This layer houses essential datasets, including the POI database, hotel database, and distance matrix. These datasets are critical for generating personalised recommendations based on available resources.

3. Recommendation algorithm

At the heart of the system lies the recommendation algorithm, which consists of various components such as preference vectorization, a cosine similarity calculator, and a scoring mechanism. The preference vectorization process converts user inputs into a format suitable for analysis, while the cosine similarity calculator helps identify relevant POIs based on user preferences

4.2 Route optimization

To enhance the user experience, the system incorporates a route optimization module. This module employs advanced algorithms, including genetic algorithms and the Haversine formula, to determine the most efficient travel routes. The two-point local search method further refines the itinerary by exploring alternative routes, ensuring that the final recommendations are both practical and enjoyable for the user.

4.3 Explainability through SHAP

A distinguishing feature of ExplainableTrip is its use of SHAP (SHapley Additive exPlanations) values to provide transparency in the recommendation process. The SHAP explainer analyses the contributions of various factors—such as travel distance, time constraints, and POI popularity—to the final output. This interpretation capability is achieved through global and local explanations, allowing users to understand not only what recommendations are made but also the reasoning behind them.

4.4 Workflow Overview

The workflow of the ExplainableTrip system can be summarised as follows: user inputs are collected through the user interface, which then accesses the relevant datasets stored in the data storage layer. The recommendation algorithm processes these inputs to generate personalised itineraries. Finally, SHAP values are computed to explain the recommendations, providing users with insights into the decision-making process.

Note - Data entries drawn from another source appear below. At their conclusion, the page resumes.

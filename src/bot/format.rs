//! Reply formatting for Discord messages.

use crate::{
    core::analytics::{StockStats, WindowTotals},
    entities::{ProductModel, RequestAction, RequestModel, RequestStatus},
};

/// Discord rejects messages longer than this.
pub const MESSAGE_LIMIT: usize = 2000;

/// Notes longer than this are cut in one-line summaries.
pub const NOTE_PREVIEW_CHARS: usize = 200;

/// Product and employee names longer than this are cut in one-line summaries.
pub const NAME_PREVIEW_CHARS: usize = 100;

/// Keeps the first `max` characters of `text`, ending with `…` when anything was cut.
#[must_use]
pub fn truncate_chars(text: &str, max: usize) -> String {
    if text.chars().count() <= max {
        return text.to_string();
    }
    let mut cut: String = text.chars().take(max.saturating_sub(1)).collect();
    cut.push('…');
    cut
}

const fn status_badge(status: RequestStatus) -> &'static str {
    match status {
        RequestStatus::Pending => "⏳",
        RequestStatus::Approved => "✅",
        RequestStatus::Rejected => "❌",
    }
}

/// One-line summary: `#12 ⏳ IN x5 Polo Shirt by Ana (new product) | note`.
#[must_use]
pub fn format_request(request: &RequestModel) -> String {
    let direction = if request.is_stock_in() { "IN" } else { "OUT" };
    let mut line = format!(
        "#{} {} {direction} x{} **{}** by {}",
        request.id,
        status_badge(request.status),
        request.quantity.unsigned_abs(),
        truncate_chars(&request.product_name, NAME_PREVIEW_CHARS),
        truncate_chars(&request.employee_name, NAME_PREVIEW_CHARS),
    );
    match request.action {
        Some(RequestAction::NewProduct) => line.push_str(" (new product)"),
        Some(RequestAction::DirectAdjust) => line.push_str(" (direct adjustment)"),
        None => {}
    }
    if let Some(note) = &request.note {
        line.push_str(" | 📝 ");
        line.push_str(&truncate_chars(note, NOTE_PREVIEW_CHARS));
    }
    line
}

/// One-line product summary, flagging low stock.
#[must_use]
pub fn format_product(product: &ProductModel, low_stock_threshold: i64) -> String {
    let size = product.size.as_deref().unwrap_or("N/A");
    let mut line = format!(
        "#{} **{}** ({size}): {} in stock",
        product.id, product.name, product.stock
    );
    if crate::core::product::is_low_stock(product, low_stock_threshold) {
        line.push_str(" ⚠️ LOW STOCK");
    }
    line
}

fn format_totals(label: &str, totals: &WindowTotals) -> String {
    format!(
        "**{label}**: today {} | 7 days {} | this month {} | last month {}",
        totals.today, totals.last_7_days, totals.this_month, totals.previous_month
    )
}

/// Multi-line statistics summary.
#[must_use]
pub fn format_stats(stats: &StockStats) -> String {
    let mut text = format!(
        "📊 **Stock movement**\n{}\n{}\n",
        format_totals("In", &stats.stock_in),
        format_totals("Out", &stats.stock_out)
    );
    if stats.top_sellers.is_empty() {
        text.push_str("No stock-outs in the last 30 days.");
    } else {
        text.push_str("🏆 **Top sellers (30 days)**");
        for (rank, seller) in stats.top_sellers.iter().enumerate() {
            text.push_str(&format!(
                "\n{}. {} ({})",
                rank + 1,
                seller.product_name,
                seller.quantity
            ));
        }
    }
    text
}

/// Joins lines under a header, dropping trailing lines that would exceed
/// [`MESSAGE_LIMIT`] and saying how many were left out.
#[must_use]
pub fn join_lines(header: &str, lines: &[String]) -> String {
    let mut text = header.to_string();
    for (shown, line) in lines.iter().enumerate() {
        let remaining = lines.len() - shown;
        let footer = format!("\n…and {remaining} more");
        if text.len() + 1 + line.len() + footer.len() > MESSAGE_LIMIT {
            text.push_str(&footer);
            return text;
        }
        text.push('\n');
        text.push_str(line);
    }
    text
}

#[cfg(test)]
mod tests {
    use super::*;
    use crate::core::analytics::TopSeller;
    use chrono::Utc;

    fn request(quantity: i64, note: Option<&str>) -> RequestModel {
        RequestModel {
            id: 12,
            product_id: Some(3),
            product_name: "Polo Shirt".to_string(),
            employee_name: "Ana".to_string(),
            quantity,
            status: RequestStatus::Pending,
            note: note.map(ToString::to_string),
            action: None,
            created_by: "u-1".to_string(),
            created_at: Utc::now(),
            processed_at: None,
            updated_at: None,
        }
    }

    #[test]
    fn test_format_request() {
        assert_eq!(
            format_request(&request(-5, Some("window display"))),
            "#12 ⏳ OUT x5 **Polo Shirt** by Ana | 📝 window display"
        );
        assert_eq!(
            format_request(&request(3, None)),
            "#12 ⏳ IN x3 **Polo Shirt** by Ana"
        );
    }

    #[test]
    fn test_format_request_caps_long_fields() {
        let mut long = request(-5, None);
        long.note = Some("n".repeat(10_000));
        long.product_name = "p".repeat(10_000);
        long.employee_name = "e".repeat(10_000);

        let line = format_request(&long);
        assert!(line.chars().count() < MESSAGE_LIMIT);
        assert!(line.ends_with('…'));
    }

    #[test]
    fn test_truncate_chars() {
        assert_eq!(truncate_chars("short", 10), "short");
        assert_eq!(truncate_chars("abcdef", 4), "abc…");
        assert_eq!(truncate_chars("ééééé", 3).chars().count(), 3);
    }

    #[test]
    fn test_format_product_flags_low_stock() {
        let now = Utc::now();
        let product = ProductModel {
            id: 3,
            name: "Cap".to_string(),
            size: None,
            stock: 2,
            created_at: now,
            updated_at: now,
        };
        assert_eq!(
            format_product(&product, 5),
            "#3 **Cap** (N/A): 2 in stock ⚠️ LOW STOCK"
        );
        assert_eq!(format_product(&product, 2), "#3 **Cap** (N/A): 2 in stock");
    }

    #[test]
    fn test_format_stats_lists_top_sellers() {
        let stats = StockStats {
            top_sellers: vec![
                TopSeller {
                    product_name: "Cap".to_string(),
                    quantity: 9,
                },
                TopSeller {
                    product_name: "Scarf".to_string(),
                    quantity: 4,
                },
            ],
            ..StockStats::default()
        };
        let text = format_stats(&stats);
        assert!(text.contains("1. Cap (9)"));
        assert!(text.contains("2. Scarf (4)"));
        assert!(format_stats(&StockStats::default()).contains("No stock-outs"));
    }

    #[test]
    fn test_join_lines_truncates() {
        let lines: Vec<String> = (0..500).map(|i| format!("line number {i}")).collect();
        let text = join_lines("Header", &lines);
        assert!(text.len() <= MESSAGE_LIMIT);
        assert!(text.ends_with("more"));

        assert_eq!(join_lines("H", &["a".to_string()]), "H\na");
    }
}
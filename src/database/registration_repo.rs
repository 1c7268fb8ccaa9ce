use sqlx::SqlitePool;

use crate::models::AttendanceRecordRow;

pub const SQL_MARK_PRESENT: &str = r#"
UPDATE attendance_records
SET attendance = 'present'
WHERE registration_number = ?1
  AND status = 'active'
"#;

/// Status gate and attendance write in a single statement, so a record that
/// stops being active between calls can never end up marked present.
pub async fn mark_present_if_active(
    pool: &SqlitePool,
    registration_number: &str,
) -> sqlx::Result<u64> {
    let res = sqlx::query(SQL_MARK_PRESENT)
        .bind(registration_number)
        .execute(pool)
        .await?;
    Ok(res.rows_affected())
}

const SQL_FIND_BY_REGISTRATION_NUMBER: &str = r#"
SELECT
    registration_number,
    status,
    attendance
FROM attendance_records
WHERE registration_number = ?1
LIMIT 1
"#;

pub async fn find_by_registration_number(
    pool: &SqlitePool,
    registration_number: &str,
) -> sqlx::Result<Option<AttendanceRecordRow>> {
    sqlx::query_as::<_, AttendanceRecordRow>(SQL_FIND_BY_REGISTRATION_NUMBER)
        .bind(registration_number)
        .fetch_optional(pool)
        .await
}

const SQL_INSERT_RECORD: &str = r#"
INSERT INTO attendance_records (
  registration_number,
  status,
  attendance
) VALUES (?1, ?2, ?3)
"#;

pub struct NewAttendanceRecord<'a> {
    pub registration_number: &'a str,
    pub status: &'a str, // active|inactive
    pub attendance: &'a str,
}

pub async fn insert_record(
    pool: &SqlitePool,
    record: NewAttendanceRecord<'_>,
) -> sqlx::Result<()> {
    sqlx::query(SQL_INSERT_RECORD)
        .bind(record.registration_number)
        .bind(record.status)
        .bind(record.attendance)
        .execute(pool)
        .await?;
    Ok(())
}

const SQL_CREATE_ATTENDANCE_RECORDS: &str = r#"
CREATE TABLE IF NOT EXISTS attendance_records (
  registration_number TEXT PRIMARY KEY,
  status TEXT NOT NULL DEFAULT 'active',
  attendance TEXT NOT NULL DEFAULT 'absent'
)
"#;

/// Provisioning only; the server itself assumes the table exists.
pub async fn ensure_schema(pool: &SqlitePool) -> sqlx::Result<()> {
    sqlx::query(SQL_CREATE_ATTENDANCE_RECORDS)
        .execute(pool)
        .await?;
    Ok(())
}
use std::fs;

fn main() {
    // Askama templates are read at compile time, but without explicit cargo
    // hints it's easy to end up with a stale binary during dev.
    let Ok(entries) = fs::read_dir("templates") else {
        return;
    };
    for entry in entries.flatten() {
        let path = entry.path();
        if path.extension().and_then(|s| s.to_str()) == Some("html") {
            println!("cargo:rerun-if-changed={}", path.display());
        }
    }
}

In summary, the architecture of the ExplainableTrip system effectively integrates various components to deliver personalised travel recommendations while ensuring transparency and user trust.

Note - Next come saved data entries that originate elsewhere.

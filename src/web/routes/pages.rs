use askama::Template;
use axum::response::Html;

#[derive(Template)]
#[template(path = "scan.html")]
pub struct ScanTemplate;

pub async fn scan_page() -> Html<String> {
    let template = ScanTemplate;
    Html(template.render().unwrap())
}
use dotenvy::dotenv;
use sqlx::sqlite::SqlitePoolOptions;
use std::env;
use std::fs;

use quickentry::services::provisioning_service;

#[tokio::main]
async fn main() {
    dotenv().ok();
    tracing_subscriber::fmt::init();

    let db_url = env::var("DATABASE_URL").expect("DATABASE_URL moet in .env staan");
    let pool = SqlitePoolOptions::new()
        .connect(&db_url)
        .await
        .expect("Kan niet verbinden met DB");

    let seed_file = env::var("SEED_FILE").unwrap_or_else(|_| "attendees.csv".to_string());
    let contents = match fs::read_to_string(&seed_file) {
        Ok(c) => c,
        Err(e) => {
            eprintln!("Kan seed file {} niet lezen: {}", seed_file, e);
            std::process::exit(1);
        }
    };

    match provisioning_service::seed_records(&pool, &contents).await {
        Ok(report) => {
            println!(
                "attendance seed: lines={}, inserted={}, skipped={}, malformed={}",
                report.lines, report.inserted, report.skipped, report.malformed
            );
        }
        Err(e) => {
            eprintln!("attendance seed failed: {}", e);
            std::process::exit(1);
        }
    }
}
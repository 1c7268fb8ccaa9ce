pub mod attendance;

pub use attendance::AttendanceRecordRow;
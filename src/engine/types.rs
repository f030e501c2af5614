//! Engine configuration, statistics and run summary types

use crate::types::LoadMode;
use chrono::{DateTime, Utc};
use serde::{Deserialize, Serialize};
use std::time::Duration;

/// Configuration for one extraction run
#[derive(Debug, Clone)]
pub struct EngineConfig {
    /// Server identity stamped onto every row
    pub server: String,
    /// Extraction window `[from, to)`
    pub window: (DateTime<Utc>, DateTime<Utc>),
    /// Full-replace or incremental-append
    pub mode: LoadMode,
    /// Records per fetched page
    pub page_size: u32,
}

/// Counters collected across one run
#[derive(Debug, Clone, Default, Serialize)]
pub struct ExtractionStats {
    /// Tables fully extracted
    pub tables_extracted: u64,
    /// Rows handed to the sink
    pub rows_written: u64,
    /// Pages fetched from the API
    pub pages_fetched: u64,
    /// Wall-clock duration of the run
    pub duration_ms: u64,
}

impl ExtractionStats {
    /// Record one completed table
    pub fn add_table(&mut self) {
        self.tables_extracted += 1;
    }

    /// Record written rows
    pub fn add_rows(&mut self, count: u64) {
        self.rows_written += count;
    }

    /// Record one fetched page
    pub fn add_page(&mut self) {
        self.pages_fetched += 1;
    }

    /// Record the run duration
    pub fn set_duration(&mut self, elapsed: Duration) {
        self.duration_ms = elapsed.as_millis() as u64;
    }
}

/// Summary persisted after a successful run
#[derive(Debug, Clone, Serialize, Deserialize)]
pub struct RunState {
    /// Completion time, `YYYY-MM-DD HH:MM:SS` UTC
    pub last_run: String,
    /// Tables the run extracted, in extraction order
    pub tables_extracted: Vec<String>,
}

impl RunState {
    /// Summarize a run finishing now
    pub fn new(tables_extracted: Vec<String>) -> Self {
        Self {
            last_run: Utc::now().format("%Y-%m-%d %H:%M:%S").to_string(),
            tables_extracted,
        }
    }
}
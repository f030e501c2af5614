//! Command execution

use super::commands::{Cli, Commands};
use crate::client::DaktelaClient;
use crate::config::ExtractionConfig;
use crate::engine::{Engine, EngineConfig, RunState};
use crate::error::Result;
use crate::http::{HttpClient, HttpClientConfig};
use crate::plan;
use crate::sink::CsvSink;
use crate::tables;
use std::fs::File;
use tracing::info;

/// Executes the parsed CLI command
pub struct Runner {
    cli: Cli,
}

impl Runner {
    /// Create a runner for parsed arguments
    pub fn new(cli: Cli) -> Self {
        Self { cli }
    }

    /// Lenient pre-parse peek at the config's debug flag, used before the
    /// log subscriber is installed. Real config errors surface in `run`.
    pub fn config_requests_debug(cli: &Cli) -> bool {
        std::fs::read_to_string(&cli.config)
            .ok()
            .and_then(|raw| serde_json::from_str::<serde_json::Value>(&raw).ok())
            .and_then(|value| value.get("debug").and_then(serde_json::Value::as_bool))
            .unwrap_or(false)
    }

    /// Dispatch the selected command
    pub async fn run(&self) -> Result<()> {
        match &self.cli.command {
            Commands::Check => self.check().await,
            Commands::Tables => {
                for name in tables::names() {
                    println!("{name}");
                }
                Ok(())
            }
            Commands::Run {
                tables,
                incremental,
            } => self.extract(tables.clone(), *incremental).await,
        }
    }

    async fn check(&self) -> Result<()> {
        let config = ExtractionConfig::from_file(&self.cli.config)?;
        let mut client = self.connect(&config);
        client.login(&config.username, &config.password).await?;
        println!("Connection to {} OK", config.base_url());
        Ok(())
    }

    async fn extract(&self, tables_override: Option<String>, incremental: bool) -> Result<()> {
        let mut config = ExtractionConfig::from_file(&self.cli.config)?;
        if let Some(tables) = tables_override {
            config.tables = tables;
        }
        if incremental {
            config.incremental = true;
        }
        config.validate()?;

        let server = config.server_name()?;
        let window = config.window()?;
        let specs = plan::plan(&config.table_list())?;
        info!(
            "Extracting {} tables from {} between {} and {}",
            specs.len(),
            config.base_url(),
            window.0.format("%Y-%m-%d %H:%M:%S"),
            window.1.format("%Y-%m-%d %H:%M:%S"),
        );

        let mut client = self.connect(&config);
        client.login(&config.username, &config.password).await?;

        let sink = CsvSink::new(&self.cli.output, &server)?;
        let engine_config = EngineConfig {
            server,
            window,
            mode: config.load_mode(),
            page_size: config.page_size,
        };

        let mut engine = Engine::new(&client, &sink, engine_config);
        let stats = engine.run(&specs).await?;

        let state = RunState::new(specs.iter().map(|s| s.name.clone()).collect());
        let state_path = self.cli.output.join("state.json");
        serde_json::to_writer_pretty(File::create(&state_path)?, &state)?;

        println!(
            "Extracted {} rows across {} tables in {}ms",
            stats.rows_written, stats.tables_extracted, stats.duration_ms
        );
        Ok(())
    }

    fn connect(&self, config: &ExtractionConfig) -> DaktelaClient {
        DaktelaClient::with_http(HttpClient::with_config(
            HttpClientConfig::builder()
                .base_url(config.base_url())
                .build(),
        ))
    }
}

4.5 Travel Planner Algorithm

The TRAVEL_PLANNER algorithm is designed to create personalized travel itineraries based on user inputs such as travel type, duration, budget, and traveler type. By leveraging a combination of point-of-interest (POI) data, distance calculations, and user preferences, this algorithm ensures efficient and enjoyable travel planning.

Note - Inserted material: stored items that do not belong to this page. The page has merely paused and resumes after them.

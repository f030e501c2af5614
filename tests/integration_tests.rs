//! Integration tests using a mock Daktela instance
//!
//! Exercise the full flow: login → plan → paged extraction → transform →
//! CSV + manifest output on disk.

use daktela_extractor::client::DaktelaClient;
use daktela_extractor::daterange;
use daktela_extractor::engine::{Engine, EngineConfig};
use daktela_extractor::http::{BackoffType, HttpClient, HttpClientConfig, RetryPolicy};
use daktela_extractor::keygen;
use daktela_extractor::plan;
use daktela_extractor::sink::{CsvSink, Manifest};
use daktela_extractor::types::LoadMode;
use serde_json::json;
use std::time::Duration;
use wiremock::matchers::{method, path, query_param};
use wiremock::{Mock, MockServer, ResponseTemplate};

// ============================================================================
// Helpers
// ============================================================================

fn page_body(records: serde_json::Value, total: u64) -> serde_json::Value {
    json!({ "result": { "data": records, "total": total } })
}

async fn mock_login(server: &MockServer) {
    Mock::given(method("POST"))
        .and(path("/api/v6/login.json"))
        .and(query_param("only_token", "1"))
        .respond_with(
            ResponseTemplate::new(200)
                .set_body_json(json!({ "result": { "accessToken": "tok-1" } })),
        )
        .mount(server)
        .await;
}

async fn connected_client(server: &MockServer) -> DaktelaClient {
    let mut client = DaktelaClient::with_http(HttpClient::with_config(
        HttpClientConfig::builder()
            .base_url(server.uri())
            .retry(RetryPolicy {
                max_attempts: 3,
                initial_backoff: Duration::from_millis(5),
                max_backoff: Duration::from_millis(20),
                backoff: BackoffType::Constant,
            })
            .no_rate_limit()
            .build(),
    ));
    client.login("alice", "secret").await.unwrap();
    client
}

fn engine_config(mode: LoadMode) -> EngineConfig {
    // The canonical window: yesterday through half an hour ago
    let window = daterange::window("-1", "0").unwrap();
    EngineConfig {
        server: "acme".to_string(),
        window,
        mode,
        page_size: 1000,
    }
}

fn read_manifest(sink: &CsvSink, table: &str) -> Manifest {
    let raw = std::fs::read_to_string(sink.manifest_path(table)).unwrap();
    serde_json::from_str(&raw).unwrap()
}

fn read_rows(sink: &CsvSink, table: &str) -> Vec<Vec<String>> {
    let mut reader = csv::ReaderBuilder::new()
        .has_headers(false)
        .flexible(true)
        .from_path(sink.table_path(table))
        .unwrap();
    reader
        .records()
        .map(|r| r.unwrap().iter().map(ToString::to_string).collect())
        .collect()
}

fn column_index(manifest: &Manifest, column: &str) -> usize {
    manifest
        .columns
        .iter()
        .position(|c| c == column)
        .unwrap_or_else(|| panic!("column {column} missing from manifest"))
}

// ============================================================================
// End-to-end extraction
// ============================================================================

#[tokio::test]
async fn test_parent_child_extraction_to_csv() {
    let mock_server = MockServer::start().await;
    mock_login(&mock_server).await;

    // Two activities in the window; only act-1 carries a linked email
    Mock::given(method("GET"))
        .and(path("/api/v6/activities.json"))
        .and(query_param("accessToken", "tok-1"))
        .respond_with(ResponseTemplate::new(200).set_body_json(page_body(
            json!([
                { "name": "act-1", "title": "Inbound call", "queue": { "name": "q-1" } },
                { "name": "act-2", "title": "Outbound call" }
            ]),
            2,
        )))
        .mount(&mock_server)
        .await;

    Mock::given(method("GET"))
        .and(path("/api/v6/activities/act-1/email.json"))
        .respond_with(ResponseTemplate::new(200).set_body_json(page_body(
            json!([{ "name": "em-1", "subject": "Quote request" }]),
            1,
        )))
        .mount(&mock_server)
        .await;
    Mock::given(method("GET"))
        .and(path("/api/v6/activities/act-2/email.json"))
        .respond_with(ResponseTemplate::new(200).set_body_json(page_body(json!([]), 0)))
        .mount(&mock_server)
        .await;

    let client = connected_client(&mock_server).await;
    let dir = tempfile::tempdir().unwrap();
    let sink = CsvSink::new(dir.path(), "acme").unwrap();
    let specs = plan::plan(&["activities", "activities_email"]).unwrap();

    let mut engine = Engine::new(&client, &sink, engine_config(LoadMode::Full));
    let stats = engine.run(&specs).await.unwrap();

    assert_eq!(stats.tables_extracted, 2);
    assert_eq!(stats.rows_written, 3);

    // Parent table: two rows keyed on [server, id]
    let manifest = read_manifest(&sink, "activities");
    assert_eq!(manifest.primary_key, vec!["server", "id"]);
    let rows = read_rows(&sink, "activities");
    assert_eq!(rows.len(), 2);

    let id_col = column_index(&manifest, "id");
    let expected_parent_key = keygen::compound_key("acme", &["act-1"]);
    assert_eq!(rows[0][id_col], expected_parent_key);

    // Child table: one row whose FK equals the parent's compound key
    let child_manifest = read_manifest(&sink, "activities_email");
    let child_rows = read_rows(&sink, "activities_email");
    assert_eq!(child_rows.len(), 1);

    let fk_col = column_index(&child_manifest, "activities_id");
    assert_eq!(child_rows[0][fk_col], expected_parent_key);

    let subject_col = column_index(&child_manifest, "subject");
    assert_eq!(child_rows[0][subject_col], "Quote request");
}

#[tokio::test]
async fn test_custom_table_passthrough_to_csv() {
    let mock_server = MockServer::start().await;
    mock_login(&mock_server).await;

    Mock::given(method("GET"))
        .and(path("/api/v6/foobar_custom.json"))
        .respond_with(ResponseTemplate::new(200).set_body_json(page_body(
            json!([
                { "name": "fb-1", "widgets": 3 },
                { "name": "fb-2", "widgets": 5, "note": "late column" }
            ]),
            2,
        )))
        .mount(&mock_server)
        .await;

    let client = connected_client(&mock_server).await;
    let dir = tempfile::tempdir().unwrap();
    let sink = CsvSink::new(dir.path(), "acme").unwrap();
    let specs = plan::plan(&["foobar_custom"]).unwrap();

    let mut engine = Engine::new(&client, &sink, engine_config(LoadMode::Full));
    engine.run(&specs).await.unwrap();

    let manifest = read_manifest(&sink, "foobar_custom");
    assert_eq!(manifest.columns[0], "server");
    assert_eq!(manifest.columns[1], "id");
    assert!(manifest.columns.contains(&"widgets".to_string()));
    // The late-appearing field joined the end of the column order
    assert_eq!(manifest.columns.last().unwrap(), "note");

    let rows = read_rows(&sink, "foobar_custom");
    assert_eq!(rows.len(), 2);
    assert_eq!(rows[0][0], "acme");
}

#[tokio::test]
async fn test_incremental_runs_append_and_keep_ids_stable() {
    let mock_server = MockServer::start().await;
    mock_login(&mock_server).await;

    Mock::given(method("GET"))
        .and(path("/api/v6/queues.json"))
        .respond_with(ResponseTemplate::new(200).set_body_json(page_body(
            json!([{ "name": "q-1", "title": "Support" }]),
            1,
        )))
        .mount(&mock_server)
        .await;

    let client = connected_client(&mock_server).await;
    let dir = tempfile::tempdir().unwrap();
    let sink = CsvSink::new(dir.path(), "acme").unwrap();
    let specs = plan::plan(&["queues"]).unwrap();

    for _ in 0..2 {
        let mut engine = Engine::new(&client, &sink, engine_config(LoadMode::Incremental));
        engine.run(&specs).await.unwrap();
    }

    let manifest = read_manifest(&sink, "queues");
    assert!(manifest.incremental);

    let rows = read_rows(&sink, "queues");
    assert_eq!(rows.len(), 2);

    // Same source row, same compound id on both runs
    let id_col = column_index(&manifest, "id");
    assert_eq!(rows[0][id_col], rows[1][id_col]);
    assert_eq!(rows[0][id_col], keygen::compound_key("acme", &["q-1"]));
}

#[tokio::test]
async fn test_full_runs_replace_prior_output() {
    let mock_server = MockServer::start().await;
    mock_login(&mock_server).await;

    Mock::given(method("GET"))
        .and(path("/api/v6/queues.json"))
        .respond_with(ResponseTemplate::new(200).set_body_json(page_body(
            json!([{ "name": "q-1", "title": "Support" }]),
            1,
        )))
        .mount(&mock_server)
        .await;

    let client = connected_client(&mock_server).await;
    let dir = tempfile::tempdir().unwrap();
    let sink = CsvSink::new(dir.path(), "acme").unwrap();
    let specs = plan::plan(&["queues"]).unwrap();

    for _ in 0..2 {
        let mut engine = Engine::new(&client, &sink, engine_config(LoadMode::Full));
        engine.run(&specs).await.unwrap();
    }

    assert_eq!(read_rows(&sink, "queues").len(), 1);
}

#[tokio::test]
async fn test_retry_then_success_survives_extraction() {
    let mock_server = MockServer::start().await;
    mock_login(&mock_server).await;

    // The first two page requests fail transiently; extraction still
    // completes without duplicating rows
    Mock::given(method("GET"))
        .and(path("/api/v6/statuses.json"))
        .respond_with(ResponseTemplate::new(503))
        .up_to_n_times(2)
        .mount(&mock_server)
        .await;
    Mock::given(method("GET"))
        .and(path("/api/v6/statuses.json"))
        .respond_with(ResponseTemplate::new(200).set_body_json(page_body(
            json!([{ "name": "s-1", "title": "Open" }]),
            1,
        )))
        .mount(&mock_server)
        .await;

    let client = connected_client(&mock_server).await;
    let dir = tempfile::tempdir().unwrap();
    let sink = CsvSink::new(dir.path(), "acme").unwrap();
    let specs = plan::plan(&["statuses"]).unwrap();

    let mut engine = Engine::new(&client, &sink, engine_config(LoadMode::Full));
    let stats = engine.run(&specs).await.unwrap();

    assert_eq!(stats.rows_written, 1);
    assert_eq!(read_rows(&sink, "statuses").len(), 1);
}

#[tokio::test]
async fn test_bad_credentials_abort_before_extraction() {
    let mock_server = MockServer::start().await;

    Mock::given(method("POST"))
        .and(path("/api/v6/login.json"))
        .respond_with(ResponseTemplate::new(401).set_body_string("denied"))
        .mount(&mock_server)
        .await;

    let mut client = DaktelaClient::with_http(HttpClient::with_config(
        HttpClientConfig::builder()
            .base_url(mock_server.uri())
            .no_rate_limit()
            .build(),
    ));

    let err = client.login("alice", "wrong").await.unwrap_err();
    assert!(matches!(err, daktela_extractor::Error::Auth { .. }));
}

The algorithm utilizes the Haversine formula to compute the shortest distance between points, accommodating the Earth's curvature. This formula is essential for accurately determining travel distances between selected POIs and hotels, ensuring optimal route planning.

Algorithm 1. TRAVEL_PLANNER

Input: (Type[], Duration, Budget, TravellerType, MaximizePlaces)

Output: Generate_Itinerary(routes), Generate_UserInfo(), map

Data: POI, Distance Matrix, Hotel data

user_matrix ← Initialize_User_Preferences(Type[])
similarity_scores←Cosine_Similarity(user_matrix, POI_data)
selected_POIs ← Filter(similarity_scores)
if MaximizePlaces = "yes" then

max_places_per_day ← 6 else

max_places_per_day ← 3

end if

while selected_POIs.length/Duration > max_places_per_day do

5.1 Remove lowest priority POIs from selected_POIs

end while

center_point ← Calculate_Center(selected_POIs)
nearest_hotel←Find_Nearest_Hotel(center_point, Budget, TravellerType)
time_slots ← Assign_Time_Slots(selected_POIs)
for day = 1 to Duration:

9.1 day_route ←

Generate_Optimal_Route(selected_POIs, time_slots, day)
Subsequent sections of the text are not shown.